Astronomers detect gigantic x-ray bubbles stretching out above and below the Milky Way


A new survey of the sky in the X-ray spectrum has captured hitherto unseen, but incredibly large, structures hiding in plain sight in the Milky Way and beyond.

The structures in question are giant bubbles composed of X-rays, emanating from the galactic center and extending beyond, both above and below, the galactic plane.

They are so big that they dwarf the Fermi bubbles of gamma radiation humanity has already observed.

The findings were made by a team of astrophysicists led by Peter Predehl of the Max Planck Institute for Extraterrestrial Physics in Germany.

Predehl and his team suspect the truly gargantuan X-ray and Fermi bubbles are linked and may share a common, violent point of origin.

The areas above and below the galactic plane, or the disc section inhabited by the vast majority of matter in the Milky Way, including stars, planets, nebula and assorted other bodies, are comparatively empty.

In 2010, the Fermi gamma-ray telescope spotted the so-called Fermi bubbles, structures filled with hot gas and magnetic fields which give off telltale gamma radiation, that extend nearly 30,000 light-years in each direction.

Leading theories suggest these bubbles are the result of past activity in the galactic center, but no one knows exactly what that might have been. Many speculate it could have been caused by a massive cluster of star births taking place almost simultaneously or perhaps even a temper tantrum from a supermassive black hole which has since subsided.

With this as backdrop, the recent discovery of these massive X-ray bubbles may allow the scientific community to hone in on the source of both types of bubble.

The X-ray bubbles were spotted by eROSITA, an X-ray telescope onboard the Spektr-RG space observatory which previously beamed back a handy galactic map of the Milky Way that captured numerous objects humanity had never witnessed before.

The truly vast X-ray bubbles extend out 45,661 light-years from the galactic center, dwarfing the Fermi bubbles.

“The Fermi bubbles and large-scale X-ray emission revealed by eROSITA show remarkable morphological similarity,” the researchers wrote in their paper.

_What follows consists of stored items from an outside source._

// ─────────────────────────────────────────────────────────────────────────────
// Narrowing
// ─────────────────────────────────────────────────────────────────────────────

/// Narrow a [`PreciseUnit`] to a [`Unit`]; the commodity is dropped and the multiplier rounded to `f32`.
pub const fn unit_cast(val: PreciseUnit) -> Unit {
    Unit::new(val.base_units(), val.multiplier())
}

/// `true` if [`unit_cast`] keeps the multiplier exactly.
pub fn is_unit_cast_lossless(val: PreciseUnit) -> bool {
    val.multiplier() == (val.multiplier() as f32) as f64
}
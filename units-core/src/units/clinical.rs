//! Laboratory and clinical units.
//!
//! Most "units" used in assays are procedure-defined and have no physical dimension, so they occupy custom-unit
//! slots. Countable ones (plaques, colonies, fields of view) use custom count slots so that a ratio such as
//! `PFU/mL` stays distinguishable from a plain `1/mL`.

use super::si::{G, KG, L, M, MIN, ML, MOL};
use crate::custom::{generate_custom_count_unit, generate_custom_unit};
use crate::PreciseUnit;

/// Arbitrary unit.
pub const ARB_UNIT: PreciseUnit = generate_custom_unit(1);
/// International unit.
pub const IU: PreciseUnit = generate_custom_unit(2);
/// United States Pharmacopeia unit.
pub const USP_UNIT: PreciseUnit = generate_custom_unit(3);
/// IgG anticardiolipin unit.
pub const GPL_UNIT: PreciseUnit = generate_custom_unit(4);
/// IgM anticardiolipin unit.
pub const MPL_UNIT: PreciseUnit = generate_custom_unit(5);
/// IgA anticardiolipin unit.
pub const APL_UNIT: PreciseUnit = generate_custom_unit(6);
/// Bethesda unit.
pub const BETHESDA_UNIT: PreciseUnit = generate_custom_unit(7);
/// Anti factor Xa unit.
pub const ANTI_XA_UNIT: PreciseUnit = generate_custom_unit(8);
/// Todd unit.
pub const TODD_UNIT: PreciseUnit = generate_custom_unit(9);
/// Dye unit.
pub const DYE_UNIT: PreciseUnit = generate_custom_unit(10);
/// Somogyi unit.
pub const SOMOGYI_UNIT: PreciseUnit = generate_custom_unit(11);
/// Bodansky unit.
pub const BODANSKY_UNIT: PreciseUnit = generate_custom_unit(12);
/// King-Armstrong unit.
pub const KING_ARMSTRONG_UNIT: PreciseUnit = generate_custom_unit(13);
/// Kunkel unit.
pub const KUNKEL_UNIT: PreciseUnit = generate_custom_unit(14);
/// Mac Lagan unit.
pub const MAC_LAGAN_UNIT: PreciseUnit = generate_custom_unit(15);
/// Tuberculin unit.
pub const TUBERCULIN_UNIT: PreciseUnit = generate_custom_unit(16);
/// ELISA unit.
pub const ELISA_UNIT: PreciseUnit = generate_custom_unit(17);
/// Allergen unit.
pub const ALLERGEN_UNIT: PreciseUnit = generate_custom_unit(18);
/// Hounsfield unit.
pub const HOUNSFIELD_UNIT: PreciseUnit = generate_custom_unit(19);

/// Plaque forming unit.
pub const PFU: PreciseUnit = generate_custom_count_unit(1);
/// Focus forming unit.
pub const FFU: PreciseUnit = generate_custom_count_unit(2);
/// Colony forming unit.
pub const CFU: PreciseUnit = generate_custom_count_unit(3);
/// High power field.
pub const HPF: PreciseUnit = generate_custom_count_unit(4);
/// Low power field.
pub const LPF: PreciseUnit = generate_custom_count_unit(5);
/// Limit of flocculation.
pub const LF: PreciseUnit = generate_custom_count_unit(6);

/// Equivalent (amount of reactive species).
pub const EQ: PreciseUnit = MOL;
/// Milliequivalent.
pub const MEQ: PreciseUnit = MOL.scaled(1e-3);
/// Osmole.
pub const OSM: PreciseUnit = MOL;
/// Metabolic equivalent of task, `3.5 mL/(min·kg)`.
pub const MET: PreciseUnit = ML.divide(MIN).divide(KG).scaled(3.5);
/// Diopter.
pub const DIOPTER: PreciseUnit = M.inv();
/// French catheter gauge (1/3 mm).
pub const CHARRIERE: PreciseUnit = M.scaled(1e-3 / 3.0);
/// Gram percent (g/dL).
pub const GRAM_PERCENT: PreciseUnit = G.divide(L.scaled(0.1));
/// Mesh (per inch).
pub const MESH: PreciseUnit = super::length::IN.inv();
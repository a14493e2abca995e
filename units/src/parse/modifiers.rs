//! Textual rewrites for modifier words: `square`, `cubic`, `half`, `million`, `US`, `British`, `troy`...
//!
//! Both tables only rewrite text; the parser decides what to do with the result.

#[derive(Debug, Clone, Copy, PartialEq, Eq)]
enum Placement {
    /// Word at the start, replaced by a suffix.
    StartTail,
    /// Word at the start, replaced in place.
    StartReplace,
    /// Word anywhere, replaced by `*` (or removed at the start) plus a suffix.
    AnywhereTail,
    /// Word anywhere, replaced in place.
    AnywhereReplace,
    /// Word at the end, replaced in place.
    TailReplace,
}

use Placement::*;

const WORD_MODIFIERS: &[(&str, &str, Placement)] = &[
    ("cubic", "^3", StartTail),
    ("reciprocal", "^-1", StartTail),
    ("reciprocal", "^-1", TailReplace),
    ("square", "^2", StartTail),
    ("squared", "^2", TailReplace),
    ("cubed", "^3", TailReplace),
    ("cu", "^3", StartTail),
    ("sq", "^2", StartTail),
    ("tenth", "0.1", AnywhereReplace),
    ("ten", "10", AnywhereReplace),
    ("one", "", StartReplace),
    ("quarter", "0.25", AnywhereReplace),
    ("half", "0.5", AnywhereReplace),
    ("hundred", "100", AnywhereReplace),
    ("million", "1e6", AnywhereReplace),
    ("billion", "1e9", AnywhereReplace),
    ("trillion", "1e12", AnywhereReplace),
    ("thousand", "1000", AnywhereReplace),
    ("tothethirdpower", "^3", AnywhereReplace),
    ("tothefourthpower", "^4", AnywhereReplace),
    ("tothefifthpower", "^5", AnywhereReplace),
    ("tothesixthpower", "^6", AnywhereReplace),
    ("square", "^2", AnywhereTail),
    ("cubic", "^3", AnywhereTail),
    ("sq", "^2", TailReplace),
    ("cu", "^3", TailReplace),
];

/// Rewrite the first modifier word found in `unit`.
///
/// Returns `true` if `unit` changed. A string that is nothing but a modifier word is left alone. When no word
/// matches, a bare trailing exponent (`m2`, `s-1`) gets its missing `^`.
pub(crate) fn word_modifiers(unit: &mut String) -> bool {
    if unit.starts_with("cup") || unit.starts_with("hundredweight") {
        return false;
    }
    for &(word, replacement, placement) in WORD_MODIFIERS {
        let wlen = word.len();
        if unit.len() < wlen {
            continue;
        }
        let found = match placement {
            TailReplace => unit.ends_with(word).then(|| unit.len() - wlen),
            StartTail | StartReplace => unit.starts_with(word).then_some(0),
            AnywhereTail | AnywhereReplace => unit.find(word),
        };
        let Some(pos) = found else {
            continue;
        };
        if unit.len() == wlen {
            return false;
        }
        match placement {
            TailReplace | AnywhereReplace | StartReplace => unit.replace_range(pos..pos + wlen, replacement),
            StartTail => {
                unit.replace_range(..wlen, "");
                unit.push_str(replacement);
            }
            AnywhereTail => {
                let filler = if pos == 0 { "" } else { "*" };
                unit.replace_range(pos..pos + wlen, filler);
                unit.push_str(replacement);
            }
        }
        return true;
    }

    let bytes = unit.as_bytes();
    let len = bytes.len();
    if len >= 2 && bytes[len - 1].is_ascii_digit() {
        if bytes[len - 2] == b'-' {
            unit.insert(len - 2, '^');
            return true;
        }
        if !bytes[len - 2].is_ascii_digit() {
            unit.insert(len - 1, '^');
            return true;
        }
    }
    false
}

const LOCALITY_MODIFIERS: &[(&str, &str)] = &[
    ("internationaltable", "_IT"),
    ("international", "_i"),
    ("USandBritish", "_av"),
    ("US&British", "_av"),
    ("USAsurvey", "_us"),
    ("USsurvey", "_us"),
    ("USSurvey", "_us"),
    ("USA", "_us"),
    ("statute", "_us"),
    ("gregorian", "_g"),
    ("Gregorian", "_g"),
    ("synodic", "_s"),
    ("sidereal", "_sdr"),
    ("julian", "_j"),
    ("Julian", "_j"),
    ("thermochemical", "_th"),
    ("(th)", "_th"),
    ("metric", "_m"),
    ("imperial", "_br"),
    ("imp", "_br"),
    ("US", "_us"),
    ("(IT)", "_IT"),
    ("troy", "_tr"),
    ("apothecary", "_ap"),
    ("apothecaries", "_ap"),
    ("avoirdupois", "_av"),
    ("Chinese", "_ch"),
    ("survey", "_us"),
    ("tropical", "_t"),
    ("British", "_br"),
    ("british", "_br"),
    ("Br", "_br"),
    ("BR", "_br"),
    ("UK", "_br"),
];

/// Locale tags that may already be glued to the front or back of a token.
const LOCALE_TAGS: &[&str] = &["us", "br", "av", "ch", "IT", "th", "ap", "tr"];

/// Outcome of [`locality_modifiers`].
#[derive(Debug, Clone, PartialEq, Eq)]
pub(crate) enum Locality {
    /// The string is only a qualifier; it cannot be a unit.
    Reject,
    /// A qualifier was moved to a suffix tag; parse the new string again.
    Rewritten(String),
    /// A glued locale tag was found; look up this key.
    Key(String),
    /// Nothing to do.
    None,
}

/// Move a locality qualifier to the `_tag` suffix form the table uses.
///
/// ```text
/// "USgallon"   -> Rewritten("gallon_us")
/// "ozttroy"    -> Rewritten("ozt_tr")
/// "brgallons"  -> Key("gallon_br")
/// ```
pub(crate) fn locality_modifiers(unit: &str) -> Locality {
    let mut unit = unit.to_string();
    let mut changed = false;
    for (word, tag) in LOCALITY_MODIFIERS {
        if let Some(pos) = unit.find(word) {
            if word.len() == unit.len() {
                return Locality::Reject;
            }
            unit.replace_range(pos..pos + word.len(), "");
            unit.push_str(tag);
            changed = true;
            break;
        }
    }
    changed |= super::segment::clear_empty_segments(&mut unit);
    if changed {
        return Locality::Rewritten(unit);
    }
    if unit.len() < 4 {
        return Locality::None;
    }
    for tag in LOCALE_TAGS {
        if let Some(rest) = unit.strip_prefix(tag) {
            let rest = rest.strip_suffix('s').unwrap_or(rest);
            return Locality::Key(format!("{}_{}", rest, tag));
        }
        if unit.ends_with(tag) {
            let split = unit.len() - tag.len();
            return Locality::Key(format!("{}_{}", &unit[..split], tag));
        }
    }
    Locality::None
}

#[cfg(test)]
mod tests {
    use super::*;

    fn modified(s: &str) -> Option<String> {
        let mut s = s.to_string();
        word_modifiers(&mut s).then_some(s)
    }

    #[test]
    fn powers_from_words() {
        assert_eq!(modified("cubicmeter").as_deref(), Some("meter^3"));
        assert_eq!(modified("squarefoot").as_deref(), Some("foot^2"));
        assert_eq!(modified("metersquared").as_deref(), Some("meter^2"));
        assert_eq!(modified("reciprocalsecond").as_deref(), Some("second^-1"));
    }

    #[test]
    fn numbers_from_words() {
        assert_eq!(modified("halfinch").as_deref(), Some("0.5inch"));
        assert_eq!(modified("millionbtu").as_deref(), Some("1e6btu"));
        assert_eq!(modified("oneday").as_deref(), Some("day"));
    }

    #[test]
    fn guarded_words() {
        assert_eq!(modified("cups"), None);
        assert_eq!(modified("hundredweight"), None);
        assert_eq!(modified("square"), None);
    }

    #[test]
    fn trailing_exponent() {
        assert_eq!(modified("m2").as_deref(), Some("m^2"));
        assert_eq!(modified("s-1").as_deref(), Some("s^-1"));
        assert_eq!(modified("m12"), None);
    }

    #[test]
    fn locality() {
        assert_eq!(locality_modifiers("USgallon"), Locality::Rewritten("gallon_us".into()));
        assert_eq!(locality_modifiers("ozttroy"), Locality::Rewritten("ozt_tr".into()));
        assert_eq!(locality_modifiers("troy"), Locality::Reject);
        assert_eq!(locality_modifiers("brgallons"), Locality::Key("gallon_br".into()));
        assert_eq!(locality_modifiers("gallonbr"), Locality::Key("gallon_br".into()));
        assert_eq!(locality_modifiers("xyz"), Locality::None);
    }
}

“We therefore suggest that the Fermi bubbles and the eROSITA structure are physically related, and refer to the latter as 'eROSITA bubbles'. Our discovery confirms the previously suggested common origin of the two objects.”

The Fermi bubbles are elliptical while the eROSITA bubbles appear to be almost perfectly spherical. The eROSITA ones are also significantly larger and are comparable in size to the galactic disc itself.

The edges of the eROSITA bubbles are also bright with X-rays, indicating that the gas here is hotter than the gas around it, suggesting it may be a kind of shockwave from a massive energetic event.

While starburst activity might explain the bubbles, it would be a bit of a stretch in terms of energy output required to produce structures of this scale. However, a galactic supermassive black hole that is accreting material on a vast scale could possibly fit the bill, as could extreme supernova activity.

While speculation about and investigation into the bubbles continues, we now have direct evidence that plasma can be reheated thanks to the discovery, which will help us explore further back in time to the origins of the Milky Way and perhaps the universe itself.